TASK BRIEF:
For each line below that contains the string "SimulatedServo", copy that line.

RECORDS FOR PROCESSING:

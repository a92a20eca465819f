#![cfg_attr(not(test), deny(clippy::unwrap_used, clippy::expect_used))]

mod cli;
mod error_fmt;
mod supervise;

use std::path::Path;
use std::sync::Arc;
use std::sync::atomic::{AtomicBool, Ordering};

use clap::Parser;
use eyre::WrapErr;
use serde_json::json;
use tracing_appender::non_blocking::WorkerGuard;
use tracing_subscriber::{EnvFilter, Layer, fmt, prelude::*};

use crate::cli::{Cli, Commands, JSON_MODE};
use crate::error_fmt::{exit_code_for_error, format_error_json, humanize};

fn main() {
    let cli = Cli::parse();
    let _ = JSON_MODE.set(cli.json);

    if let Err(e) = real_main(cli) {
        if JSON_MODE.get().copied().unwrap_or(false) {
            println!("{}", format_error_json(&e));
        } else {
            eprintln!("{}", humanize(&e));
        }
        std::process::exit(exit_code_for_error(&e));
    }
}

fn real_main(cli: Cli) -> eyre::Result<()> {
    color_eyre::install()?;

    // Logging needs the [logging] section, so a config error is logged to
    // the console only.
    let cfg = load_config(&cli.config);
    let _file_guard = init_logging(&cli, cfg.as_ref().ok().map(|c| &c.logging))?;
    let cfg = cfg?;
    tracing::debug!(config = %cli.config.display(), "configuration loaded");

    match cli.cmd {
        Commands::Health => {
            if cli.json {
                println!(
                    "{}",
                    json!({ "status": "ok", "config": cli.config.display().to_string() })
                );
            } else {
                println!("ok: {} is valid", cli.config.display());
            }
            Ok(())
        }
        Commands::SelfCheck { sim } => {
            let devices = supervise::open_devices(&cfg, sim)?;
            supervise::self_check(&cfg, devices, cli.json)
        }
        Commands::Run { max_run_ms, sim } => {
            let shutdown = Arc::new(AtomicBool::new(false));
            {
                let flag = shutdown.clone();
                ctrlc::set_handler(move || flag.store(true, Ordering::Relaxed))
                    .wrap_err("install Ctrl-C handler")?;
            }
            let devices = supervise::open_devices(&cfg, sim)?;
            supervise::run_supervisor(&cfg, devices, max_run_ms, shutdown, cli.json)?;
            Ok(())
        }
    }
}

fn load_config(path: &Path) -> eyre::Result<cruise_config::Config> {
    let text = std::fs::read_to_string(path)
        .wrap_err_with(|| format!("read config {}", path.display()))?;
    let cfg = cruise_config::load_toml(&text)?;
    cfg.validate().wrap_err("invalid configuration")?;
    Ok(cfg)
}

/// Console logs go to stderr (stdout carries reports); RUST_LOG wins over
/// --log-level. `[logging] file` adds a JSON-lines file sink, flushed when
/// the returned guard drops.
fn init_logging(
    cli: &Cli,
    logging: Option<&cruise_config::Logging>,
) -> eyre::Result<Option<WorkerGuard>> {
    let console_filter = match EnvFilter::try_from_default_env() {
        Ok(f) => f,
        Err(_) => EnvFilter::try_new(&cli.log_level)
            .wrap_err_with(|| format!("invalid --log-level {:?}", cli.log_level))?,
    };
    let console = if cli.json {
        fmt::layer().json().with_writer(std::io::stderr).boxed()
    } else {
        fmt::layer().with_writer(std::io::stderr).boxed()
    }
    .with_filter(console_filter);

    let mut guard = None;
    let file = match logging.and_then(|l| l.file.as_deref().map(|f| (l, f))) {
        Some((l, path)) => {
            let path = Path::new(path);
            let dir = path
                .parent()
                .filter(|p| !p.as_os_str().is_empty())
                .unwrap_or_else(|| Path::new("."));
            let name = path
                .file_name()
                .ok_or_else(|| eyre::eyre!("logging.file {} has no file name", path.display()))?;
            let appender = match l.rotation.as_deref().unwrap_or("never") {
                "daily" => tracing_appender::rolling::daily(dir, name),
                "hourly" => tracing_appender::rolling::hourly(dir, name),
                "never" => tracing_appender::rolling::never(dir, name),
                other => eyre::bail!("logging.rotation must be never, daily or hourly (got {other:?})"),
            };
            let (writer, g) = tracing_appender::non_blocking(appender);
            guard = Some(g);
            let level = l.level.as_deref().unwrap_or("info");
            let filter = EnvFilter::try_new(level)
                .wrap_err_with(|| format!("invalid logging.level {level:?}"))?;
            Some(
                fmt::layer()
                    .json()
                    .with_ansi(false)
                    .with_writer(writer)
                    .with_filter(filter),
            )
        }
        None => None,
    };

    tracing_subscriber::registry()
        .with(console)
        .with(file)
        .try_init()
        .map_err(|e| eyre::eyre!("init logging: {e}"))?;
    Ok(guard)
}
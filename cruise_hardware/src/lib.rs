pub mod error;
pub mod obd;
pub mod util;

#[cfg(feature = "hardware")]
pub mod rpi;

use cruise_traits::{Actuator, Annunciator, BoxError, Cue, InputLine, InputPins, VehicleSensors};
use std::cell::{Cell, RefCell};
use std::collections::HashMap;
use std::rc::Rc;
use std::time::Duration;

use crate::error::HwError;

/// Simulated diagnostics link.
///
/// Values are shared with a [`SimVehicleHandle`] so a test (or the CLI) can
/// change what the supervisor sees between ticks.
pub struct SimulatedVehicle {
    speed: Rc<Cell<i32>>,
    rpm: Rc<Cell<i32>>,
    fuel_percent: Rc<Cell<i32>>,
    failing: Rc<Cell<bool>>,
}

#[derive(Clone)]
pub struct SimVehicleHandle {
    speed: Rc<Cell<i32>>,
    rpm: Rc<Cell<i32>>,
    fuel_percent: Rc<Cell<i32>>,
    failing: Rc<Cell<bool>>,
}

impl SimulatedVehicle {
    pub fn new(speed: i32, rpm: i32, fuel_percent: i32) -> Self {
        Self {
            speed: Rc::new(Cell::new(speed)),
            rpm: Rc::new(Cell::new(rpm)),
            fuel_percent: Rc::new(Cell::new(fuel_percent)),
            failing: Rc::new(Cell::new(false)),
        }
    }

    pub fn handle(&self) -> SimVehicleHandle {
        SimVehicleHandle {
            speed: self.speed.clone(),
            rpm: self.rpm.clone(),
            fuel_percent: self.fuel_percent.clone(),
            failing: self.failing.clone(),
        }
    }

    fn read(&self, what: &'static str, cell: &Cell<i32>) -> Result<i32, BoxError> {
        if self.failing.get() {
            tracing::debug!(sensor = what, "simulated read failure");
            return Err(Box::new(HwError::Simulated(what)));
        }
        Ok(cell.get())
    }
}

impl Default for SimulatedVehicle {
    fn default() -> Self {
        Self::new(0, 800, 10)
    }
}

impl SimVehicleHandle {
    pub fn set_speed(&self, v: i32) {
        self.speed.set(v);
    }
    pub fn set_rpm(&self, v: i32) {
        self.rpm.set(v);
    }
    pub fn set_fuel_percent(&self, v: i32) {
        self.fuel_percent.set(v);
    }
    /// Make every subsequent read fail until cleared.
    pub fn set_failing(&self, failing: bool) {
        self.failing.set(failing);
    }
}

impl VehicleSensors for SimulatedVehicle {
    fn read_speed(&mut self, _timeout: Duration) -> Result<i32, BoxError> {
        self.read("speed", &self.speed)
    }
    fn read_rpm(&mut self, _timeout: Duration) -> Result<i32, BoxError> {
        self.read("rpm", &self.rpm)
    }
    fn read_fuel_percent(&mut self, _timeout: Duration) -> Result<i32, BoxError> {
        self.read("fuel", &self.fuel_percent)
    }
}

/// Observable state of a [`SimulatedServo`].
#[derive(Debug, Default, Clone, PartialEq, Eq)]
pub struct ServoTrace {
    pub position: i32,
    pub attached: bool,
    /// Every position written, in order.
    pub writes: Vec<i32>,
    pub attach_count: u32,
    pub detach_count: u32,
    /// Make every subsequent write fail.
    pub fail_writes: bool,
}

/// Simulated throttle servo that records what it was told.
#[derive(Default)]
pub struct SimulatedServo {
    trace: Rc<RefCell<ServoTrace>>,
}

impl SimulatedServo {
    pub fn new() -> Self {
        Self::default()
    }

    pub fn trace(&self) -> Rc<RefCell<ServoTrace>> {
        self.trace.clone()
    }
}

impl Actuator for SimulatedServo {
    fn write_position(&mut self, degrees: i32) -> Result<(), BoxError> {
        let mut t = self.trace.borrow_mut();
        if t.fail_writes {
            return Err(Box::new(HwError::Simulated("servo write failed")));
        }
        t.position = degrees;
        t.writes.push(degrees);
        tracing::trace!(degrees, "servo write (simulated)");
        Ok(())
    }
    fn attach(&mut self) -> Result<(), BoxError> {
        let mut t = self.trace.borrow_mut();
        t.attached = true;
        t.attach_count += 1;
        tracing::debug!("servo attached (simulated)");
        Ok(())
    }
    fn detach(&mut self) -> Result<(), BoxError> {
        let mut t = self.trace.borrow_mut();
        t.attached = false;
        t.detach_count += 1;
        tracing::debug!("servo detached (simulated)");
        Ok(())
    }
}

/// Simulated input lines. Every line idles high: RF outputs are idle-high and
/// the pedal switches sit on pull-ups.
#[derive(Default)]
pub struct SimulatedInputs {
    low: Rc<RefCell<HashMap<InputLine, bool>>>,
}

#[derive(Clone)]
pub struct SimInputsHandle {
    low: Rc<RefCell<HashMap<InputLine, bool>>>,
}

impl SimulatedInputs {
    pub fn new() -> Self {
        Self::default()
    }

    pub fn handle(&self) -> SimInputsHandle {
        SimInputsHandle {
            low: self.low.clone(),
        }
    }
}

impl SimInputsHandle {
    /// Pull a line low (pressed, for active-low wiring).
    pub fn set_low(&self, line: InputLine) {
        self.low.borrow_mut().insert(line, true);
    }

    /// Let a line return to its idle-high level.
    pub fn set_high(&self, line: InputLine) {
        self.low.borrow_mut().insert(line, false);
    }
}

impl InputPins for SimulatedInputs {
    fn is_high(&mut self, line: InputLine) -> bool {
        !self.low.borrow().get(&line).copied().unwrap_or(false)
    }
}

/// Annunciator that logs cues and remembers them.
#[derive(Default)]
pub struct SimulatedBuzzer {
    cues: Rc<RefCell<Vec<Cue>>>,
}

impl SimulatedBuzzer {
    pub fn new() -> Self {
        Self::default()
    }

    pub fn cues(&self) -> Rc<RefCell<Vec<Cue>>> {
        self.cues.clone()
    }
}

impl Annunciator for SimulatedBuzzer {
    fn announce(&mut self, cue: Cue) {
        tracing::info!(?cue, "buzzer (simulated)");
        self.cues.borrow_mut().push(cue);
    }
}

EXPECTED OUTPUT:
/// Observable state of a [`SimulatedServo`].
pub struct SimulatedServo {
impl SimulatedServo {
impl Actuator for SimulatedServo {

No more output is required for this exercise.